§ What this task involves: Transcribe word for word the lines below from the line with "parts.headers.insert(HOST, host_value);" through the line with "Err(e) => Err(ProxyError::Backend", ends included.

§ Saved entries:
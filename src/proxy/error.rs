use super::{full_body, HttpBody};
use hyper::header::CONTENT_TYPE;
use hyper::{Response, StatusCode};
use std::error::Error as StdError;
use thiserror::Error;

pub type BoxError = Box<dyn StdError + Send + Sync>;

/// Failure on the request path, before a response could be produced.
#[derive(Debug, Error)]
pub enum ProxyError {
    #[error("no available server")]
    NoAvailableServer,

    #[error("error connecting to backend {backend}: {source}")]
    Connect {
        backend: String,
        #[source]
        source: BoxError,
    },

    #[error("error from backend {backend}: {source}")]
    Backend {
        backend: String,
        #[source]
        source: BoxError,
    },

    #[error("timeout waiting for backend {backend}")]
    Timeout { backend: String },

    #[error("error reading request body: {0}")]
    RequestBody(#[source] BoxError),

    #[error("invalid backend URI: {0}")]
    InvalidUri(String),
}

impl ProxyError {
    /// Whether the failure happened while talking to a backend, as opposed
    /// to a local or client-side condition.
    pub fn is_network_error(&self) -> bool {
        matches!(
            self,
            ProxyError::Connect { .. } | ProxyError::Backend { .. } | ProxyError::Timeout { .. }
        )
    }

    pub fn status_code(&self) -> StatusCode {
        match self {
            ProxyError::NoAvailableServer => StatusCode::SERVICE_UNAVAILABLE,
            ProxyError::Connect { .. } | ProxyError::Backend { .. } => StatusCode::BAD_GATEWAY,
            ProxyError::Timeout { .. } => StatusCode::GATEWAY_TIMEOUT,
            ProxyError::RequestBody(_) => StatusCode::BAD_REQUEST,
            ProxyError::InvalidUri(_) => StatusCode::INTERNAL_SERVER_ERROR,
        }
    }

    pub fn into_response(self) -> Response<HttpBody> {
        let status = self.status_code();
        status_response(status)
    }
}

/// Plain-text response carrying the canonical reason phrase of `status`.
pub fn status_response(status: StatusCode) -> Response<HttpBody> {
    let mut response = Response::new(full_body(status.canonical_reason().unwrap_or("")));
    *response.status_mut() = status;
    response.headers_mut().insert(
        CONTENT_TYPE,
        hyper::header::HeaderValue::from_static("text/plain; charset=utf-8"),
    );
    response
}

#[cfg(test)]
mod tests {
    use super::*;

    #[test]
    fn test_status_codes() {
        assert_eq!(
            ProxyError::NoAvailableServer.status_code(),
            StatusCode::SERVICE_UNAVAILABLE
        );
        assert_eq!(
            ProxyError::Timeout { backend: "b".into() }.status_code(),
            StatusCode::GATEWAY_TIMEOUT
        );
        let connect = ProxyError::Connect {
            backend: "http://10.0.0.1:80".into(),
            source: "refused".into(),
        };
        assert_eq!(connect.status_code(), StatusCode::BAD_GATEWAY);
        assert!(connect.is_network_error());
    }

    #[test]
    fn test_no_available_server_is_not_network_error() {
        assert!(!ProxyError::NoAvailableServer.is_network_error());
        assert!(!ProxyError::InvalidUri("x".into()).is_network_error());
    }

    #[test]
    fn test_into_response() {
        let response = ProxyError::NoAvailableServer.into_response();
        assert_eq!(response.status(), StatusCode::SERVICE_UNAVAILABLE);
        assert_eq!(
            response.headers()[CONTENT_TYPE],
            "text/plain; charset=utf-8"
        );
    }
}
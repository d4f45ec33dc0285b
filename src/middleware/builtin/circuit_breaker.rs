use crate::config::dynamic::CircuitBreaker;
use crate::middleware::expression::{Expr, ExpressionError, Signatures, Value};
use crate::proxy::{status_response, BoxFuture, BoxHandler, Handler, HandlerResult, HttpBody};
use hyper::{Request, StatusCode};
use parking_lot::Mutex;
use std::collections::BTreeMap;
use std::time::{Duration, Instant};
use tracing::{info, warn};

/// Functions available to a circuit breaker expression.
pub const BREAKER_FUNCTIONS: Signatures = &[
    ("NetworkErrorRatio", 0),
    ("ResponseCodeRatio", 4),
    ("LatencyAtQuantileMS", 1),
];

const BUCKETS: usize = 10;

#[derive(Debug, Clone, Copy, PartialEq, Eq)]
pub enum BreakerState {
    Closed,
    Open,
    HalfOpen,
}

#[derive(Debug, Clone, Copy)]
enum State {
    Closed,
    Open { until: Instant },
    HalfOpen { since: Instant, seen: u64, admitted: u64 },
}

#[derive(Debug, Default, Clone)]
struct Bucket {
    second: u64,
    requests: u64,
    network_errors: u64,
    codes: BTreeMap<u16, u64>,
    latencies_ms: BTreeMap<u64, u64>,
}

/// Request outcomes over the last ten one-second buckets.
#[derive(Debug)]
struct RollingMetrics {
    epoch: Instant,
    buckets: Vec<Bucket>,
}

impl RollingMetrics {
    fn new(now: Instant) -> Self {
        Self {
            epoch: now,
            buckets: vec![Bucket::default(); BUCKETS],
        }
    }

    fn second(&self, now: Instant) -> u64 {
        // Offset by one so that a zeroed bucket is never current.
        now.saturating_duration_since(self.epoch).as_secs() + 1
    }

    fn add(&mut self, now: Instant, code: u16, network_error: bool, latency: Duration) {
        let second = self.second(now);
        let bucket = &mut self.buckets[(second % BUCKETS as u64) as usize];
        if bucket.second != second {
            *bucket = Bucket {
                second,
                ..Default::default()
            };
        }
        bucket.requests += 1;
        if network_error {
            bucket.network_errors += 1;
        }
        *bucket.codes.entry(code).or_default() += 1;
        *bucket.latencies_ms.entry(latency.as_millis() as u64).or_default() += 1;
    }

    fn live(&self, now: Instant) -> impl Iterator<Item = &Bucket> {
        let current = self.second(now);
        self.buckets
            .iter()
            .filter(move |b| b.second != 0 && b.second + (BUCKETS as u64) > current)
    }

    fn network_error_ratio(&self, now: Instant) -> f64 {
        let (errors, total) = self
            .live(now)
            .fold((0, 0), |(e, t), b| (e + b.network_errors, t + b.requests));
        ratio(errors, total)
    }

    fn response_code_ratio(&self, now: Instant, from: u16, to: u16, div_from: u16, div_to: u16) -> f64 {
        let count = |lo: u16, hi: u16| -> u64 {
            self.live(now)
                .flat_map(|b| b.codes.range(lo..hi.max(lo)))
                .map(|(_, n)| n)
                .sum()
        };
        ratio(count(from, to), count(div_from, div_to))
    }

    /// Latency in milliseconds at `quantile` percent.
    fn latency_at_quantile(&self, now: Instant, quantile: f64) -> f64 {
        let mut merged: BTreeMap<u64, u64> = BTreeMap::new();
        for bucket in self.live(now) {
            for (ms, n) in &bucket.latencies_ms {
                *merged.entry(*ms).or_default() += n;
            }
        }
        let total: u64 = merged.values().sum();
        if total == 0 {
            return 0.0;
        }
        let target = ((quantile.clamp(0.0, 100.0) / 100.0) * total as f64).ceil().max(1.0) as u64;
        let mut seen = 0;
        for (ms, n) in &merged {
            seen += n;
            if seen >= target {
                return *ms as f64;
            }
        }
        merged.keys().next_back().copied().unwrap_or(0) as f64
    }
}

fn ratio(part: u64, total: u64) -> f64 {
    if total == 0 {
        0.0
    } else {
        part as f64 / total as f64
    }
}

struct Inner {
    state: State,
    last_check: Option<Instant>,
    metrics: RollingMetrics,
}

/// Gates requests on an expression over recent request outcomes.
///
/// Closed: the expression is evaluated at most once per check period and
/// trips the breaker when true. Open: every request gets a 503 until the
/// fallback duration has passed. HalfOpen: a share of requests growing
/// linearly over the recovery duration is let through; the expression
/// tripping again reopens the breaker, otherwise it closes.
pub struct CircuitBreakerMiddleware {
    expression: Expr,
    check_period: Duration,
    fallback_duration: Duration,
    recovery_duration: Duration,
    inner: Mutex<Inner>,
    next: BoxHandler,
}

impl CircuitBreakerMiddleware {
    pub fn new(config: &CircuitBreaker, next: BoxHandler) -> Result<Self, ExpressionError> {
        let expression = Expr::parse(&config.expression, BREAKER_FUNCTIONS)?;
        Ok(Self {
            expression,
            check_period: config.check_period.as_std(),
            fallback_duration: config.fallback_duration.as_std(),
            recovery_duration: config.recovery_duration.as_std(),
            inner: Mutex::new(Inner {
                state: State::Closed,
                last_check: None,
                metrics: RollingMetrics::new(Instant::now()),
            }),
            next,
        })
    }

    pub fn state(&self) -> BreakerState {
        match self.inner.lock().state {
            State::Closed => BreakerState::Closed,
            State::Open { .. } => BreakerState::Open,
            State::HalfOpen { .. } => BreakerState::HalfOpen,
        }
    }

    fn admit(&self, now: Instant) -> bool {
        let mut inner = self.inner.lock();
        if let State::Open { until } = inner.state {
            if now < until {
                return false;
            }
            info!("Circuit breaker half-open, recovering over {:?}", self.recovery_duration);
            inner.state = State::HalfOpen {
                since: now,
                seen: 0,
                admitted: 0,
            };
            inner.metrics = RollingMetrics::new(now);
        }

        match inner.state {
            State::Closed => true,
            State::Open { .. } => false,
            State::HalfOpen { since, seen, admitted } => {
                let elapsed = now.saturating_duration_since(since);
                if elapsed >= self.recovery_duration {
                    info!("Circuit breaker closed");
                    inner.state = State::Closed;
                    inner.metrics = RollingMetrics::new(now);
                    inner.last_check = None;
                    return true;
                }
                let share = elapsed.as_secs_f64() / self.recovery_duration.as_secs_f64();
                let seen = seen + 1;
                let allowed = (admitted as f64) < share * seen as f64;
                inner.state = State::HalfOpen {
                    since,
                    seen,
                    admitted: admitted + u64::from(allowed),
                };
                allowed
            }
        }
    }

    fn record(&self, now: Instant, result: &HandlerResult, latency: Duration) {
        let (code, network_error) = match result {
            Ok(response) => (response.status().as_u16(), false),
            Err(e) => (e.status_code().as_u16(), e.is_network_error()),
        };

        let mut inner = self.inner.lock();
        inner.metrics.add(now, code, network_error, latency);

        if matches!(inner.state, State::Open { .. }) {
            return;
        }
        if inner
            .last_check
            .is_some_and(|last| now.saturating_duration_since(last) < self.check_period)
        {
            return;
        }
        inner.last_check = Some(now);

        let metrics = &inner.metrics;
        let tripped = self.expression.eval(&|name, args| match name {
            "NetworkErrorRatio" => Value::Number(metrics.network_error_ratio(now)),
            "ResponseCodeRatio" => Value::Number(metrics.response_code_ratio(
                now,
                args[0] as u16,
                args[1] as u16,
                args[2] as u16,
                args[3] as u16,
            )),
            "LatencyAtQuantileMS" => Value::Number(metrics.latency_at_quantile(now, args[0])),
            _ => Value::Number(0.0),
        });

        if tripped {
            warn!("Circuit breaker open for {:?}", self.fallback_duration);
            inner.state = State::Open {
                until: now + self.fallback_duration,
            };
        }
    }
}

impl Handler for CircuitBreakerMiddleware {
    fn serve(&self, req: Request<HttpBody>) -> BoxFuture<'_, HandlerResult> {
        Box::pin(async move {
            if !self.admit(Instant::now()) {
                return Ok(status_response(StatusCode::SERVICE_UNAVAILABLE));
            }
            let start = Instant::now();
            let result = self.next.serve(req).await;
            let now = Instant::now();
            self.record(now, &result, now.saturating_duration_since(start));
            result
        })
    }
}
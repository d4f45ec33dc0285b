use super::{BoxFuture, ClientInfo, Handler, HandlerResult, HttpBody, ProxyError};
use crate::config::ForwardingConfig;
use http_body_util::BodyExt;
use hyper::header::{HeaderMap, HeaderName, HeaderValue, CONNECTION, HOST, TE};
use hyper::{Request, Response, Uri, Version};
use hyper_rustls::HttpsConnector;
use hyper_util::client::legacy::connect::HttpConnector;
use hyper_util::client::legacy::{Client, ResponseFuture};
use hyper_util::rt::TokioExecutor;
use std::sync::Arc;
use std::time::{Duration, Instant};
use tokio::time::timeout;
use tracing::{debug, warn};

static X_FORWARDED_FOR: HeaderName = HeaderName::from_static("x-forwarded-for");
static X_FORWARDED_HOST: HeaderName = HeaderName::from_static("x-forwarded-host");
static X_FORWARDED_PROTO: HeaderName = HeaderName::from_static("x-forwarded-proto");

fn hop_by_hop_headers() -> &'static [&'static str] {
    &[
        "connection",
        "keep-alive",
        "proxy-authenticate",
        "proxy-authorization",
        "proxy-connection",
        "te",
        "trailer",
        "transfer-encoding",
        "upgrade",
    ]
}

/// Remove hop-by-hop headers, including any listed in `Connection`.
/// `TE: trailers` survives so trailers keep flowing end to end.
pub(crate) fn strip_hop_by_hop(headers: &mut HeaderMap) {
    let keep_trailers = headers
        .get_all(TE)
        .iter()
        .filter_map(|v| v.to_str().ok())
        .any(|v| v.split(',').any(|t| t.trim().eq_ignore_ascii_case("trailers")));

    let named: Vec<String> = headers
        .get_all(CONNECTION)
        .iter()
        .filter_map(|v| v.to_str().ok())
        .flat_map(|v| v.split(','))
        .map(|t| t.trim().to_ascii_lowercase())
        .filter(|t| !t.is_empty())
        .collect();

    for name in named {
        headers.remove(name.as_str());
    }
    for name in hop_by_hop_headers() {
        headers.remove(*name);
    }

    if keep_trailers {
        headers.insert(TE, HeaderValue::from_static("trailers"));
    }
}

/// Shared outbound HTTP client. Cheap to clone.
#[derive(Clone)]
pub struct HttpClient {
    client: Client<HttpsConnector<HttpConnector>, HttpBody>,
    response_header_timeout: Option<Duration>,
}

impl HttpClient {
    pub fn new(config: &ForwardingConfig) -> Result<Self, rustls::Error> {
        let mut connector = HttpConnector::new();
        connector.set_nodelay(true);
        connector.set_reuse_address(true);
        connector.enforce_http(false);
        connector.set_connect_timeout(Some(config.dial_timeout.as_std()));

        let provider = Arc::new(rustls::crypto::ring::default_provider());
        let builder = match hyper_rustls::HttpsConnectorBuilder::new()
            .with_provider_and_native_roots(provider.clone())
        {
            Ok(builder) => builder,
            Err(e) => {
                warn!("No native root certificates available ({}), HTTPS backends will not verify", e);
                let tls = rustls::ClientConfig::builder_with_provider(provider)
                    .with_safe_default_protocol_versions()?
                    .with_root_certificates(rustls::RootCertStore::empty())
                    .with_no_client_auth();
                hyper_rustls::HttpsConnectorBuilder::new().with_tls_config(tls)
            }
        };
        let https = builder.https_or_http().enable_http1().wrap_connector(connector);

        let client = Client::builder(TokioExecutor::new())
            .pool_idle_timeout(config.idle_conn_timeout.as_std())
            .pool_max_idle_per_host(config.max_idle_conns_per_host)
            .retry_canceled_requests(true)
            .set_host(true)
            .build(https);

        let response_header_timeout =
            (!config.response_header_timeout.is_zero()).then(|| config.response_header_timeout.as_std());

        Ok(Self {
            client,
            response_header_timeout,
        })
    }

    /// Send a request without any forwarding rewrites.
    pub fn request(&self, req: Request<HttpBody>) -> ResponseFuture {
        self.client.request(req)
    }
}

/// Reverse proxy to a single backend server.
pub struct Forwarder {
    backend: String,
    target: Uri,
    pass_host_header: bool,
    client: HttpClient,
}

impl Forwarder {
    pub fn new(backend: &str, pass_host_header: bool, client: HttpClient) -> Result<Self, ProxyError> {
        let target: Uri = backend
            .parse()
            .map_err(|e| ProxyError::InvalidUri(format!("{}: {}", backend, e)))?;
        if target.authority().is_none() {
            return Err(ProxyError::InvalidUri(format!("{}: missing host", backend)));
        }

        Ok(Self {
            backend: backend.to_string(),
            target,
            pass_host_header,
            client,
        })
    }

    pub fn backend(&self) -> &str {
        &self.backend
    }

    #[inline]
    fn build_backend_uri(&self, original_uri: &Uri) -> Result<Uri, ProxyError> {
        let path_and_query = original_uri
            .path_and_query()
            .map(|pq| pq.as_str())
            .unwrap_or("/");

        let uri_string = format!(
            "{}://{}{}",
            self.target.scheme_str().unwrap_or("http"),
            self.target.authority().map(|a| a.as_str()).unwrap_or(""),
            path_and_query,
        );

        uri_string
            .parse()
            .map_err(|e| ProxyError::InvalidUri(format!("{}: {}", uri_string, e)))
    }

    fn build_proxied_request(&self, req: Request<HttpBody>) -> Result<Request<HttpBody>, ProxyError> {
        let client = ClientInfo::of(&req);
        let (mut parts, body) = req.into_parts();

        let original_host = parts
            .headers
            .get(HOST)
            .cloned()
            .or_else(|| {
                parts
                    .uri
                    .authority()
                    .and_then(|a| HeaderValue::from_str(a.as_str()).ok())
            });

        parts.uri = self.build_backend_uri(&parts.uri)?;
        parts.version = Version::HTTP_11;

        strip_hop_by_hop(&mut parts.headers);

        if let Some(client) = client {
            let ip = client.remote_addr.ip().to_string();
            let xff = match parts.headers.get(&X_FORWARDED_FOR).and_then(|v| v.to_str().ok()) {
                Some(existing) => format!("{}, {}", existing, ip),
                None => ip,
            };
            if let Ok(val) = HeaderValue::from_str(&xff) {
                parts.headers.insert(X_FORWARDED_FOR.clone(), val);
            }

            let proto = if client.tls { "https" } else { "http" };
            parts
                .headers
                .insert(X_FORWARDED_PROTO.clone(), HeaderValue::from_static(proto));
        }

        if let Some(host) = &original_host {
            if !parts.headers.contains_key(&X_FORWARDED_HOST) {
                parts.headers.insert(X_FORWARDED_HOST.clone(), host.clone());
            }
        }

        if self.pass_host_header {
            if let Some(host) = original_host {
                parts.headers.insert(HOST, host);
            }
        } else if let Some(authority) = parts.uri.authority() {
            if let Ok(host_value) = HeaderValue::from_str(authority.as_str()) {
                parts.headers.insert(HOST, host_value);
            }
        }

        Ok(Request::from_parts(parts, body))
    }

    async fn forward(&self, req: Request<HttpBody>) -> HandlerResult {
        let start = Instant::now();
        let proxied = self.build_proxied_request(req)?;
        debug!("Forwarding {} {} to {}", proxied.method(), proxied.uri(), self.backend);

        let request = self.client.client.request(proxied);
        let result = match self.client.response_header_timeout {
            Some(limit) => match timeout(limit, request).await {
                Ok(result) => result,
                Err(_) => {
                    warn!("Timeout after {:?} waiting for {}", limit, self.backend);
                    return Err(ProxyError::Timeout {
                        backend: self.backend.clone(),
                    });
                }
            },
            None => request.await,
        };

        match result {
            Ok(response) => {
                debug!(
                    "Backend response: {} in {:?} from {}",
                    response.status(),
                    start.elapsed(),
                    self.backend
                );
                let (mut parts, body) = response.into_parts();
                strip_hop_by_hop(&mut parts.headers);
                Ok(Response::from_parts(parts, body.boxed()))
            }
            Err(e) if e.is_connect() => Err(ProxyError::Connect {
                backend: self.backend.clone(),
                source: Box::new(e),
            }),
            Err(e) => Err(ProxyError::Backend {
                backend: self.backend.clone(),
                source: Box::new(e),
            }),
        }
    }
}

impl Handler for Forwarder {
    fn serve(&self, req: Request<HttpBody>) -> BoxFuture<'_, HandlerResult> {
        Box::pin(self.forward(req))
    }
}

§ Answer space:
                parts.headers.insert(HOST, host_value);
            }
        }

        Ok(Request::from_parts(parts, body))
    }

    async fn forward(&self, req: Request<HttpBody>) -> HandlerResult {
        let start = Instant::now();
        let proxied = self.build_proxied_request(req)?;
        debug!("Forwarding {} {} to {}", proxied.method(), proxied.uri(), self.backend);

        let request = self.client.client.request(proxied);
        let result = match self.client.response_header_timeout {
            Some(limit) => match timeout(limit, request).await {
                Ok(result) => result,
                Err(_) => {
                    warn!("Timeout after {:?} waiting for {}", limit, self.backend);
                    return Err(ProxyError::Timeout {
                        backend: self.backend.clone(),
                    });
                }
            },
            None => request.await,
        };

        match result {
            Ok(response) => {
                debug!(
                    "Backend response: {} in {:?} from {}",
                    response.status(),
                    start.elapsed(),
                    self.backend
                );
                let (mut parts, body) = response.into_parts();
                strip_hop_by_hop(&mut parts.headers);
                Ok(Response::from_parts(parts, body.boxed()))
            }
            Err(e) if e.is_connect() => Err(ProxyError::Connect {
                backend: self.backend.clone(),
                source: Box::new(e),
            }),
            Err(e) => Err(ProxyError::Backend {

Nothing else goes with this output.